За последние пять лет Ликимний сильно изменился. Роскошные некогда волосы поредели, лицо покрылось пятнами неопределенного цвета, и лишь глаза оставались почти прежними — черные, миндалевидные, в обрамлении густых ресниц — только белок глазного яблока треснул сетью кровяных прожилок, помутнел, отчего казалось, что Ликимний только что проснулся.
— Ожил? — бодро поинтересовался Ликимний, нависая над мальчишкой. — Ну, хвала богам! Тебе, Иолай, больше бегать надо, одежду в клочья рвать, а не с няньками в доме сидеть!
«А тебе пить меньше надо», — чуть не вырвалось у Амфитриона.
Смотреть на бывшего шурина снизу вверх оказалось делом непростым и раздражающим.
Особенно если этот почти сорокалетний мужчина непрерывно поглаживает твою макушку.
— Я в твои годы… — Ликимний не договорил, как бы предполагая, что собеседник и без того знает, чем занимался Ликимний в его годы; знает и всячески восхищается.
— И-эх, Иолайчик… земля под ногами горела! Синяки, шишки — навалом!

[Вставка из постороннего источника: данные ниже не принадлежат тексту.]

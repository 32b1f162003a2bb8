//! Request metrics middleware.
//!
//! Records request count and duration using the `metrics` crate (rendered by
//! the Prometheus exporter on `/metrics`).
//!
//! | Metric | Type | Labels |
//! |--------|------|--------|
//! | `http_requests_total` | Counter | `method`, `path`, `status` |
//! | `http_request_duration_seconds` | Histogram | `method`, `path`, `status` |
//!
//! `path` is the route template: dynamic segments become `{id}` and paths
//! outside the API are bucketed as `/*` to keep label cardinality bounded.

use std::future::Future;
use std::pin::Pin;
use std::task::{Context, Poll};
use std::time::Instant;

use http::{Request, Response};
use tower::{Layer, Service};

/// Infrastructure paths reported verbatim.
const KNOWN_PATHS: &[&str] = &["/", "/health", "/health/live", "/health/ready", "/metrics"];

/// Static segments of API routes. Anything else is a path parameter.
const API_SEGMENTS: &[&str] = &[
    "api",
    "products",
    "menus",
    "users",
    "orders",
    "add",
    "modify",
    "delete",
    "register",
    "login",
    "change-password",
    "forgot-password",
    "reset-password",
];

/// Deepest API route: `/api/products/modify/{id}`.
const MAX_API_SEGMENTS: usize = 4;

/// Tower layer for request metrics collection.
#[derive(Clone, Copy, Default)]
pub struct MetricsLayer;

impl MetricsLayer {
    #[must_use]
    pub const fn new() -> Self {
        Self
    }
}

impl<S> Layer<S> for MetricsLayer {
    type Service = MetricsMiddleware<S>;

    fn layer(&self, inner: S) -> Self::Service {
        MetricsMiddleware { inner }
    }
}

/// Metrics middleware service.
#[derive(Clone)]
pub struct MetricsMiddleware<S> {
    inner: S,
}

impl<S, ReqBody, ResBody> Service<Request<ReqBody>> for MetricsMiddleware<S>
where
    S: Service<Request<ReqBody>, Response = Response<ResBody>> + Clone + Send + 'static,
    S::Future: Send,
    ReqBody: Send + 'static,
    ResBody: Send + 'static,
{
    type Response = S::Response;
    type Error = S::Error;
    type Future = Pin<Box<dyn Future<Output = Result<Self::Response, Self::Error>> + Send>>;

    fn poll_ready(&mut self, cx: &mut Context<'_>) -> Poll<Result<(), Self::Error>> {
        self.inner.poll_ready(cx)
    }

    fn call(&mut self, req: Request<ReqBody>) -> Self::Future {
        let method = req.method().to_string();
        let path = normalize_path(req.uri().path());
        let start = Instant::now();
        let mut inner = self.inner.clone();

        Box::pin(async move {
            let response = inner.call(req).await?;

            let labels = [
                ("method", method),
                ("path", path),
                ("status", response.status().as_u16().to_string()),
            ];
            metrics::counter!("http_requests_total", &labels).increment(1);
            metrics::histogram!("http_request_duration_seconds", &labels)
                .record(start.elapsed().as_secs_f64());

            Ok(response)
        })
    }
}

/// Map a request path to its route template.
fn normalize_path(path: &str) -> String {
    if KNOWN_PATHS.contains(&path) {
        return path.to_string();
    }

    let segments: Vec<&str> = path.trim_start_matches('/').split('/').collect();
    if segments.first() != Some(&"api") || segments.len() > MAX_API_SEGMENTS {
        return "/*".to_string();
    }

    segments
        .iter()
        .map(|seg| {
            if API_SEGMENTS.contains(seg) {
                *seg
            } else {
                "{id}"
            }
        })
        .fold(String::new(), |mut acc, seg| {
            acc.push('/');
            acc.push_str(seg);
            acc
        })
}

#[cfg(test)]
mod tests {
    use super::*;

    #[test]
    fn known_paths_pass_through() {
        assert_eq!(normalize_path("/health/ready"), "/health/ready");
        assert_eq!(normalize_path("/metrics"), "/metrics");
        assert_eq!(normalize_path("/api/products"), "/api/products");
        assert_eq!(normalize_path("/api/users/login"), "/api/users/login");
    }

    #[test]
    fn ids_become_placeholders() {
        assert_eq!(
            normalize_path("/api/products/65f1c0ffee0000000000abcd"),
            "/api/products/{id}"
        );
        assert_eq!(
            normalize_path("/api/users/change-password/65f1c0ffee0000000000abcd"),
            "/api/users/change-password/{id}"
        );
    }

    #[test]
    fn unknown_paths_bucketed() {
        assert_eq!(normalize_path("/favicon.ico"), "/*");
        assert_eq!(normalize_path("/api/a/b/c/d/e"), "/*");
    }
}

А ты прямо как девчонка — болеешь, болеешь… И друзей у тебя настоящих нет. Ты знаешь, дорогой, я как твой двоюродный дед и потомок Персея…
— Шел бы ты лучше, Ликимний, — непроизвольно отозвался Амфитрион, с удивлением слыша собственный голос, тонкий и высокий. — Как дед… и двоюродный потомок Персея.
И стряхнул с себя пухлую ладонь.
Как выяснилось, зря — ладонь немедленно впечаталась в затылок, бросив Амфитриона наземь.
Он еле успел увернуться, чтобы скулой не налететь на черенок валявшейся на земле деревянной лопаты.
Тело слушалось плохо, но слушалось.
— Щенок! — разъяренный Ликимний нагнулся и ухватил наглого мальчишку за шиворот. — Распустил язык, бабкин любимчик! Аггхх… оуууююй!..
Последнее относилось к лопате, воткнувшейся ему между ног.